Um trabalho coeso, direto ao assunto, mas que deixa espaço para viajar numa atmosfera carregada de saudosismo.

Logo na abertura do disco, na “Introdução”, somos mergulhados numa atmosfera de nostalgia, da qual só saímos para respirar ao fim dos 25 minutos pelos quais se estende o álbum. Usando como mote um excerto do documentário “Saudades de Portugal”, da RTP – que cita a noção de nostalgia da infância nas palavras de Miguel Torga – esta faixa serve de montra para tudo o que aí vem, e nós, sem alternativa, entramos de bom grado.

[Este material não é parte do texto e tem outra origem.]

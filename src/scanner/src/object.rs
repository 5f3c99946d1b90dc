//! Object storage scanning.
//!
//! Keys are split on `/` into a location (the parent prefix) and a name. A
//! prefix whose name is classified as an artifact stands for every object
//! below it, like a directory on a filesystem.

use crate::{ArtifactScanner, ScanError};
use async_trait::async_trait;
use futures::StreamExt;
use object_store::ObjectStore;
use object_store::path::Path as ObjectPath;
use rotation::{Candidate, EntryClass, SourceKind, Warden};
use std::collections::BTreeMap;
use std::sync::Arc;
use tracing::{debug, info, warn};

pub struct ObjectStoreScanner {
    object_store: Arc<dyn ObjectStore>,
}

impl ObjectStoreScanner {
    pub fn new(object_store: Arc<dyn ObjectStore>) -> Self {
        Self { object_store }
    }

    async fn scan_tree(&self, root: &str, warden: &Warden) -> Result<Vec<Candidate>, ScanError> {
        let prefix = ObjectPath::from(root);
        let mut found: BTreeMap<(String, String), Candidate> = BTreeMap::new();

        let mut list_stream = self.object_store.list(Some(&prefix));
        while let Some(meta_result) = list_stream.next().await {
            let meta = meta_result?;
            let parts: Vec<&str> = meta.location.as_ref().split('/').collect();

            // Outermost ancestor classified as an artifact claims the object.
            for depth in 1..parts.len() {
                let location = parts[..depth].join("/");
                let name = parts[depth];
                if let EntryClass::Artifact(_) = warden.classify(&location, name) {
                    let is_dir = depth + 1 < parts.len();
                    let candidate = found
                        .entry((location.clone(), name.to_string()))
                        .or_insert_with(|| {
                            Candidate::new(location, name)
                                .with_directory(is_dir)
                                .with_source_kind(SourceKind::S3)
                        });
                    accumulate(candidate, meta.size, meta.last_modified);
                    break;
                }
            }
        }

        Ok(found.into_values().collect())
    }

    async fn list_location(&self, location: &str) -> Result<Vec<Candidate>, ScanError> {
        let prefix = ObjectPath::from(location);
        let listing = self.object_store.list_with_delimiter(Some(&prefix)).await?;

        let mut candidates = Vec::new();
        for object in listing.objects {
            let Some(name) = object.location.filename() else {
                continue;
            };
            candidates.push(
                Candidate::new(location, name)
                    .with_size(object.size)
                    .with_modified(object.last_modified)
                    .with_source_kind(SourceKind::S3),
            );
        }

        for common_prefix in listing.common_prefixes {
            let Some(name) = common_prefix.filename() else {
                continue;
            };
            let mut candidate = Candidate::new(location, name)
                .with_directory(true)
                .with_source_kind(SourceKind::S3);
            let mut list_stream = self.object_store.list(Some(&common_prefix));
            while let Some(meta_result) = list_stream.next().await {
                let meta = meta_result?;
                accumulate(&mut candidate, meta.size, meta.last_modified);
            }
            candidates.push(candidate);
        }

        candidates.sort_by(|a, b| a.name.cmp(&b.name));
        debug!(location = %location, candidates = candidates.len(), "Listed location");
        Ok(candidates)
    }
}

/// Fold one object into a candidate: sizes add up, the newest object dates it.
fn accumulate(candidate: &mut Candidate, size: u64, modified: chrono::DateTime<chrono::Utc>) {
    candidate.size_bytes += size;
    candidate.modified = candidate.modified.max(Some(modified));
}

#[async_trait]
impl ArtifactScanner for ObjectStoreScanner {
    fn source_kind(&self) -> SourceKind {
        SourceKind::S3
    }

    async fn scan(&self, warden: &Warden) -> Result<Vec<Candidate>, ScanError> {
        let resolver = warden.resolver();
        let candidates = match resolver.root() {
            Some(root) => self.scan_tree(root, warden).await?,
            None => {
                let mut candidates = Vec::new();
                for location in resolver.literal_locations() {
                    match self.list_location(location).await {
                        Ok(found) => candidates.extend(found),
                        Err(e) => warn!(location = %location, error = %e, "Skipping location"),
                    }
                }
                candidates
            }
        };

        info!(
            candidates = candidates.len(),
            traversal = resolver.is_traversal(),
            "Object store scan complete"
        );
        Ok(candidates)
    }
}
//! Local filesystem scanning.

use crate::{ArtifactScanner, ScanError};
use async_trait::async_trait;
use chrono::{DateTime, Utc};
use rotation::{Candidate, EntryClass, SourceKind, Warden};
use std::path::Path;
use tracing::{debug, info, warn};
use walkdir::{DirEntry, WalkDir};

/// Scans directories on the local filesystem.
#[derive(Debug, Clone, Copy, Default)]
pub struct LocalScanner;

impl LocalScanner {
    pub fn new() -> Self {
        Self
    }

    /// Blocking scan; [`ArtifactScanner::scan`] runs it on the blocking pool.
    pub fn scan_blocking(&self, warden: &Warden) -> Result<Vec<Candidate>, ScanError> {
        let resolver = warden.resolver();
        let candidates = match resolver.root() {
            Some(root) => scan_tree(Path::new(root), warden)?,
            None => {
                let mut candidates = Vec::new();
                for location in resolver.literal_locations() {
                    match list_location(location) {
                        Ok(found) => candidates.extend(found),
                        Err(e) => warn!(location = %location, error = %e, "Skipping location"),
                    }
                }
                candidates
            }
        };

        info!(
            candidates = candidates.len(),
            traversal = resolver.is_traversal(),
            "Local scan complete"
        );
        Ok(candidates)
    }
}

#[async_trait]
impl ArtifactScanner for LocalScanner {
    fn source_kind(&self) -> SourceKind {
        SourceKind::Local
    }

    async fn scan(&self, warden: &Warden) -> Result<Vec<Candidate>, ScanError> {
        let scanner = *self;
        let warden = warden.clone();
        tokio::task::spawn_blocking(move || scanner.scan_blocking(&warden))
            .await
            .map_err(|e| ScanError::Task(e.to_string()))?
    }
}

/// Walk `root` in name order. Artifacts are not descended into.
fn scan_tree(root: &Path, warden: &Warden) -> Result<Vec<Candidate>, ScanError> {
    if !root.is_dir() {
        return Err(ScanError::MissingLocation(root.display().to_string()));
    }

    let mut candidates = Vec::new();
    let mut walker = WalkDir::new(root).min_depth(1).sort_by_file_name().into_iter();
    while let Some(entry) = walker.next() {
        let entry = match entry {
            Ok(entry) => entry,
            Err(e) => {
                warn!(error = %e, "Skipping unreadable entry");
                continue;
            }
        };
        let Some(parent) = entry.path().parent() else {
            continue;
        };
        let location = parent.to_string_lossy().into_owned();
        let name = entry.file_name().to_string_lossy().into_owned();

        match warden.classify(&location, &name) {
            EntryClass::Artifact(binding) => {
                debug!(
                    location = %location,
                    name = %name,
                    policy = %binding.pattern(),
                    "Found artifact"
                );
                if entry.file_type().is_dir() {
                    walker.skip_current_dir();
                }
                candidates.push(candidate_from_entry(location, name, &entry)?);
            }
            EntryClass::NotArtifact | EntryClass::Unresolved => {}
        }
    }
    Ok(candidates)
}

/// Every direct child of a configured location is a candidate.
fn list_location(location: &str) -> Result<Vec<Candidate>, ScanError> {
    let path = Path::new(location);
    if !path.is_dir() {
        return Err(ScanError::MissingLocation(location.to_string()));
    }

    WalkDir::new(path)
        .min_depth(1)
        .max_depth(1)
        .sort_by_file_name()
        .into_iter()
        .map(|entry| {
            let entry = entry.map_err(|source| ScanError::Walk {
                path: location.to_string(),
                source,
            })?;
            let name = entry.file_name().to_string_lossy().into_owned();
            candidate_from_entry(location.to_string(), name, &entry)
        })
        .collect()
}

fn candidate_from_entry(
    location: String,
    name: String,
    entry: &DirEntry,
) -> Result<Candidate, ScanError> {
    let io_error = |source: std::io::Error| ScanError::Io {
        path: entry.path().display().to_string(),
        source,
    };
    let metadata = entry.metadata().map_err(|e| io_error(e.into()))?;
    let is_dir = metadata.is_dir();
    let size_bytes = if is_dir {
        directory_size(entry.path())
    } else {
        metadata.len()
    };

    let mut candidate = Candidate::new(location, name)
        .with_size(size_bytes)
        .with_directory(is_dir)
        .with_source_kind(SourceKind::Local);
    if let Ok(modified) = metadata.modified() {
        candidate = candidate.with_modified(DateTime::<Utc>::from(modified));
    }
    Ok(candidate)
}

fn directory_size(path: &Path) -> u64 {
    WalkDir::new(path)
        .into_iter()
        .filter_map(Result::ok)
        .filter(|entry| entry.file_type().is_file())
        .filter_map(|entry| entry.metadata().ok())
        .map(|metadata| metadata.len())
        .sum()
}
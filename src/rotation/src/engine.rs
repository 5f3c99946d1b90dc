//! The rotation engine: partitions one location's artifacts into kept and
//! over-limit sets.
//!
//! Frequency classes run in precedence order (minutely first). Each class is
//! a pure pass over the artifacts still available after the previous class:
//!
//! 1. Group the available artifacts into buckets, most recent first. Strict
//!    mode uses calendar-aligned boundaries; relaxed mode starts a new slot
//!    whenever an artifact is at least `ratio x span` older than the slot's
//!    first member.
//! 2. Consider the `n` most recent buckets (all of them for `always`).
//! 3. Keep one representative per considered bucket (the oldest member, or
//!    the newest with `prefer_recent`), or every member for `always`.
//! 4. Every member of a considered bucket leaves the available set.
//!
//! Whatever is still available after the last class is over limit.

use crate::artifact::Artifact;
use crate::count::RetentionCount;
use crate::report::RotationDecision;
use crate::scheme::{Frequency, RetentionScheme};
use tracing::debug;

/// Result of one frequency pass, as indices into the sorted artifact slice.
#[derive(Debug, Clone, Default, PartialEq, Eq)]
pub struct FrequencyPass {
    pub kept: Vec<usize>,
    pub remaining: Vec<usize>,
}

/// Run one frequency class over the `available` artifacts.
///
/// `artifacts` must be sorted most recent first and `available` must be in
/// ascending index order.
pub fn run_pass(
    frequency: Frequency,
    count: RetentionCount,
    scheme: &RetentionScheme,
    artifacts: &[Artifact],
    available: &[usize],
) -> FrequencyPass {
    if !count.is_enabled() {
        return FrequencyPass {
            kept: Vec::new(),
            remaining: available.to_vec(),
        };
    }

    let buckets = if scheme.relaxed() {
        relaxed_buckets(frequency, scheme.relaxed_span_ratio(), artifacts, available)
    } else {
        strict_buckets(frequency, artifacts, available)
    };
    let considered = count
        .limit()
        .map_or(buckets.len(), |limit| limit.min(buckets.len()));

    let mut kept = Vec::new();
    for bucket in &buckets[..considered] {
        match count {
            RetentionCount::Always => kept.extend_from_slice(bucket),
            RetentionCount::Limited(_) => {
                let representative = if scheme.prefer_recent() {
                    bucket.first()
                } else {
                    bucket.last()
                };
                kept.extend(representative.copied());
            }
        }
    }

    let remaining = buckets[considered..].iter().flatten().copied().collect();
    FrequencyPass { kept, remaining }
}

fn strict_buckets(frequency: Frequency, artifacts: &[Artifact], available: &[usize]) -> Vec<Vec<usize>> {
    let mut buckets: Vec<Vec<usize>> = Vec::new();
    let mut current_start = None;
    for &index in available {
        let start = frequency.bucket_start(artifacts[index].timestamp);
        match buckets.last_mut() {
            Some(bucket) if current_start == Some(start) => bucket.push(index),
            _ => {
                buckets.push(vec![index]);
                current_start = Some(start);
            }
        }
    }
    buckets
}

fn relaxed_buckets(
    frequency: Frequency,
    ratio: f64,
    artifacts: &[Artifact],
    available: &[usize],
) -> Vec<Vec<usize>> {
    let threshold = frequency.relaxed_threshold(ratio);
    let mut buckets: Vec<Vec<usize>> = Vec::new();
    for &index in available {
        let timestamp = artifacts[index].timestamp;
        match buckets.last_mut() {
            Some(bucket) if artifacts[bucket[0]].timestamp - timestamp < threshold => {
                bucket.push(index)
            }
            _ => buckets.push(vec![index]),
        }
    }
    buckets
}

/// Applies one scheme to one location's eligible artifacts.
#[derive(Debug, Clone, Copy)]
pub struct RotationEngine<'a> {
    scheme: &'a RetentionScheme,
}

impl<'a> RotationEngine<'a> {
    pub fn new(scheme: &'a RetentionScheme) -> Self {
        Self { scheme }
    }

    /// Decide every artifact. Decisions come back oldest first.
    pub fn rotate(&self, mut artifacts: Vec<Artifact>) -> Vec<RotationDecision> {
        artifacts.sort_by(|a, b| {
            b.timestamp
                .cmp(&a.timestamp)
                .then_with(|| b.name.cmp(&a.name))
        });

        let mut reasons: Vec<Option<Frequency>> = vec![None; artifacts.len()];
        let mut available: Vec<usize> = (0..artifacts.len()).collect();

        for (frequency, count) in self.scheme.active_frequencies() {
            if available.is_empty() {
                break;
            }
            let pass = run_pass(frequency, count, self.scheme, &artifacts, &available);
            debug!(
                frequency = %frequency,
                count = %count,
                kept = pass.kept.len(),
                consumed = available.len() - pass.remaining.len(),
                remaining = pass.remaining.len(),
                "Frequency pass complete"
            );
            for index in pass.kept {
                reasons[index] = Some(frequency);
            }
            available = pass.remaining;
        }

        let mut decisions: Vec<RotationDecision> = artifacts
            .into_iter()
            .zip(reasons)
            .map(|(artifact, reason)| {
                let decision = match reason {
                    Some(frequency) => RotationDecision::retained(artifact, frequency),
                    None => RotationDecision::over_limit(artifact),
                };
                debug!(
                    location = %decision.location,
                    name = %decision.name,
                    keep = decision.keep,
                    reason = %decision.reason,
                    "Rotation decision"
                );
                decision
            })
            .collect();
        decisions.reverse();
        decisions
    }
}
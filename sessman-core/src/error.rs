//! Unified error handling for the ambient layers
//!
//! Configuration, logging and file I/O failures carry an [`ErrorContext`] so
//! operators can correlate a log line with the failing component.

use chrono::{DateTime, Utc};
use serde::{Deserialize, Serialize};
use std::collections::BTreeMap;
use thiserror::Error;
use tracing::{error, warn};

pub type CoreResult<T> = Result<T, CoreError>;

/// Where a process-level failure happened, and what the operator can do about it
#[derive(Debug, Clone, Serialize, Deserialize)]
pub struct ErrorContext {
    /// Correlates the returned error with its log line
    pub error_id: String,
    pub timestamp: DateTime<Utc>,
    pub component: String,
    pub operation: Option<String>,
    /// Offending setting, file or value, by name
    pub details: BTreeMap<String, String>,
    /// Shown to the operator after the message
    pub suggestions: Vec<String>,
}

impl ErrorContext {
    pub fn new(component: &str) -> Self {
        Self {
            error_id: uuid::Uuid::new_v4().to_string(),
            timestamp: Utc::now(),
            component: component.to_string(),
            operation: None,
            details: BTreeMap::new(),
            suggestions: Vec::new(),
        }
    }

    pub fn with_operation(mut self, operation: &str) -> Self {
        self.operation = Some(operation.to_string());
        self
    }

    pub fn with_detail(mut self, key: &str, value: &str) -> Self {
        self.details.insert(key.to_string(), value.to_string());
        self
    }

    pub fn with_suggestion(mut self, suggestion: &str) -> Self {
        self.suggestions.push(suggestion.to_string());
        self
    }
}

/// Configuration, logging and file I/O failures
#[derive(Error, Debug)]
pub enum CoreError {
    #[error("Configuration error: {message}")]
    Config {
        message: String,
        #[source]
        source: Option<Box<dyn std::error::Error + Send + Sync>>,
        context: ErrorContext,
    },

    #[error("Validation error: {message}")]
    Validation {
        message: String,
        field: Option<String>,
        context: ErrorContext,
    },

    #[error("Logging setup error: {message}")]
    Logging {
        message: String,
        #[source]
        source: Option<Box<dyn std::error::Error + Send + Sync>>,
        context: ErrorContext,
    },

    #[error("IO error: {0}")]
    Io(#[from] std::io::Error),
}

impl CoreError {
    pub fn context(&self) -> Option<&ErrorContext> {
        match self {
            CoreError::Config { context, .. }
            | CoreError::Validation { context, .. }
            | CoreError::Logging { context, .. } => Some(context),
            CoreError::Io(_) => None,
        }
    }

    /// Emit one log line carrying the error id and component
    pub fn log(&self) {
        let Some(context) = self.context() else {
            warn!(error = %self, "IO error");
            return;
        };

        match self {
            CoreError::Validation { field, .. } => warn!(
                error_id = %context.error_id,
                component = %context.component,
                field = ?field,
                error = %self,
                "Rejected configuration value"
            ),
            _ => error!(
                error_id = %context.error_id,
                component = %context.component,
                operation = ?context.operation,
                suggestions = ?context.suggestions,
                error = %self,
                "Setup failed"
            ),
        }
    }
}

#[macro_export]
macro_rules! config_error {
    ($msg:expr, $component:expr) => {
        $crate::CoreError::Config {
            message: $msg.to_string(),
            source: None,
            context: $crate::ErrorContext::new($component)
                .with_suggestion("Check your configuration file")
                .with_suggestion("Run 'sessman config --init' to create a default config"),
        }
    };
    ($msg:expr, $component:expr, $source:expr) => {
        $crate::CoreError::Config {
            message: $msg.to_string(),
            source: Some(Box::new($source)),
            context: $crate::ErrorContext::new($component)
                .with_suggestion("Check your configuration file"),
        }
    };
}

#[macro_export]
macro_rules! validation_error {
    ($msg:expr, $field:expr, $component:expr) => {
        $crate::CoreError::Validation {
            message: $msg.to_string(),
            field: Some($field.to_string()),
            context: $crate::ErrorContext::new($component)
                .with_suggestion("Check the field value and format"),
        }
    };
}
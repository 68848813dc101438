//! Request-shaped entry point over the session manager
//!
//! Maps a named operation plus an argument bag onto the manager and renders
//! the outcome as a status, a JSON body and an optional cookie.

use crate::errors::{SessionError, SessionResult};
use crate::manager::SessionManager;
use crate::types::{SessionCookie, SessionData};
use serde::{Deserialize, Serialize};
use serde_json::{json, Value};
use sessman_core::{log_operation_error, log_operation_start, log_operation_success};
use std::fmt;
use tracing::debug;

/// Arguments for one session operation
#[derive(Debug, Clone, Default, PartialEq, Serialize, Deserialize)]
#[serde(default)]
pub struct SessionRequest {
    /// Operation name: `new`, `get` or `update`
    pub subpath: String,
    pub session_id: Option<String>,
    /// Session id carried by the request's cookie, used when `session_id` is absent
    pub cookie_session_id: Option<String>,
    pub client_ip: Option<String>,
    pub data: Option<SessionData>,
}

impl SessionRequest {
    pub fn new<S: Into<String>>(subpath: S) -> Self {
        Self {
            subpath: subpath.into(),
            ..Self::default()
        }
    }

    pub fn with_session_id<S: Into<String>>(mut self, session_id: S) -> Self {
        self.session_id = Some(session_id.into());
        self
    }

    pub fn with_cookie<S: Into<String>>(mut self, session_id: S) -> Self {
        self.cookie_session_id = Some(session_id.into());
        self
    }

    pub fn with_client_ip<S: Into<String>>(mut self, client_ip: S) -> Self {
        self.client_ip = Some(client_ip.into());
        self
    }

    pub fn with_data(mut self, data: SessionData) -> Self {
        self.data = Some(data);
        self
    }

    /// Explicit id if given, otherwise the cookie value
    pub fn effective_session_id(&self) -> Option<&str> {
        non_empty(self.session_id.as_deref()).or_else(|| non_empty(self.cookie_session_id.as_deref()))
    }

    fn client_ip(&self) -> SessionResult<&str> {
        non_empty(self.client_ip.as_deref()).ok_or_else(|| SessionError::missing("client_ip"))
    }
}

fn non_empty(value: Option<&str>) -> Option<&str> {
    value.filter(|v| !v.trim().is_empty())
}

#[derive(Debug, Clone, Copy, PartialEq, Eq, Serialize, Deserialize)]
#[serde(rename_all = "lowercase")]
pub enum SessionOp {
    New,
    Get,
    Update,
}

impl SessionOp {
    pub fn parse(subpath: &str) -> SessionResult<Self> {
        match subpath.trim_matches('/') {
            "new" => Ok(SessionOp::New),
            "get" => Ok(SessionOp::Get),
            "update" => Ok(SessionOp::Update),
            other => Err(SessionError::invalid_argument(
                "subpath",
                format!("unknown session operation '{}'", other),
            )),
        }
    }

    pub fn as_str(&self) -> &'static str {
        match self {
            SessionOp::New => "new",
            SessionOp::Get => "get",
            SessionOp::Update => "update",
        }
    }
}

impl fmt::Display for SessionOp {
    fn fmt(&self, f: &mut fmt::Formatter<'_>) -> fmt::Result {
        f.write_str(self.as_str())
    }
}

#[derive(Debug, Clone, Copy, PartialEq, Eq, Serialize, Deserialize)]
#[serde(rename_all = "lowercase")]
pub enum ResponseStatus {
    Ok,
    /// The caller's request was rejected (bad argument, unknown session)
    Declined,
    /// The store could not serve the request
    Failed,
}

/// Outcome of [`SessionManager::handle`]
#[derive(Debug, Clone, PartialEq, Serialize)]
pub struct SessionResponse {
    pub status: ResponseStatus,
    pub http_status: u16,
    pub body: Value,
    #[serde(skip_serializing_if = "Option::is_none")]
    pub cookie: Option<SessionCookie>,
}

impl SessionResponse {
    fn ok(body: Value, cookie: Option<SessionCookie>) -> Self {
        Self {
            status: ResponseStatus::Ok,
            http_status: 200,
            body,
            cookie,
        }
    }

    /// Render an error, hiding storage internals from the body
    pub fn from_error(err: &SessionError, locus: &str) -> Self {
        let status = if err.is_declined() {
            ResponseStatus::Declined
        } else {
            ResponseStatus::Failed
        };
        Self {
            status,
            http_status: err.http_status(),
            body: json!({ "error": err.user_message(), "locus": locus }),
            cookie: None,
        }
    }

    pub fn is_ok(&self) -> bool {
        self.status == ResponseStatus::Ok
    }
}

impl SessionManager {
    /// Run one named operation and render its outcome
    pub async fn handle(&self, request: SessionRequest) -> SessionResponse {
        let op = match SessionOp::parse(&request.subpath) {
            Ok(op) => op,
            Err(e) => {
                debug!("Declined session request: {}", e);
                return SessionResponse::from_error(&e, "session");
            }
        };
        let locus = format!("session.{}", op);
        log_operation_start!(locus.as_str(), backend = %self.backend_kind());

        match self.dispatch(op, request).await {
            Ok((body, cookie)) => {
                log_operation_success!(locus.as_str());
                SessionResponse::ok(body, cookie)
            }
            Err(e) => {
                if e.is_declined() {
                    debug!(locus = %locus, category = e.category(), error = %e, "Declined session request");
                } else {
                    log_operation_error!(
                        locus.as_str(),
                        e,
                        category = e.category(),
                        recoverable = e.is_recoverable()
                    );
                }
                SessionResponse::from_error(&e, &locus)
            }
        }
    }

    async fn dispatch(
        &self,
        op: SessionOp,
        request: SessionRequest,
    ) -> SessionResult<(Value, Option<SessionCookie>)> {
        let client_ip = request.client_ip()?;

        match op {
            SessionOp::New => {
                let token = self.create_session(request.data.clone(), client_ip).await?;
                let cookie = self.cookie_for(&token);
                Ok((json!({ "session_id": token.session_id }), Some(cookie)))
            }
            SessionOp::Get => {
                let session_id = request
                    .effective_session_id()
                    .ok_or_else(|| SessionError::missing("session_id"))?;
                let data = self.get_session(session_id, client_ip).await?;
                Ok((json!({ "session_id": session_id, "data": data }), None))
            }
            SessionOp::Update => {
                let session_id = request
                    .effective_session_id()
                    .ok_or_else(|| SessionError::missing("session_id"))?;
                let data = request
                    .data
                    .clone()
                    .filter(|data| !data.is_empty())
                    .ok_or_else(|| SessionError::missing("data"))?;
                let data = self.update_session(session_id, client_ip, data).await?;
                Ok((json!({ "session_id": session_id, "data": data }), None))
            }
        }
    }
}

Segue-se “Café Central”, um dos momentos altos de Raiashopping, pela universalidade da sua mensagem e das suas referências. Porque, no final de contas, todos já tivemos o nosso “café central”, a nossa “suecada” e a nossa “Avó Maria”. É a faixa que mais sucintamente resume o tema do álbum e nos mostra, pela primeira vez, o quanto de memórias nossas estão nestas que David Bruno apresenta.

Em Raiashopping encontramos também, possivelmente, o melhor uso de interlúdios entre as “canções” propriamente ditas: os “Momentos”. Em quatro faixas separadas por canções mais longas, Bruno serve-se de soundclips de pessoas reais e pequenos instrumentais para construir uma narrativa recheada de “Portugalidade”.

Esta foi a sua opção para nos reavivar a memória de um país do qual esquecemos, mas que, na verdade, nunca deixou de existir. 

“Festa da Espuma” e a faixa de encerramento “Doucement” apresentam-se como os restantes grandes momentos do álbum. A primeira representa o único som verdadeiramente dançável e acaba por ser uma pausa na colagem de memórias. Por sua vez, “Doucement” equipara-se ao momento em que nos despedíamos dos nossos primos que só víamos em Agosto – e custava sempre, porque vivíamos mais naquele mês do que nos outros onze.

No final de contas, este sentimento resume Raiashopping: é uma viagem que parece bem mais longa do que realmente é.

Apesar de durar apenas 25 minutos e não soar particularmente longo, quando o som termina fica com a sensação de que experienciamos bastante mais do que seria possível em menos de meia hora. Talvez porque vamos entrelaçando nas memórias de David Bruno, as nossas próprias e o resultado seja um cocktail de nostalgia – que soa tão intimista quanto geral. Tão dele, como nosso. Tão grandioso, como fugaz.

Ao fechar o álbum, fica a certeza de que ninguém manuseia a arte de ser simultaneamemte experimental e tradicional tão bem como David Bruno. E quem não vê que isso o torna um dos mais relevantes artistas do panorama musical só pode vir (como o próprio diz em “Doucement”) em “contramã”.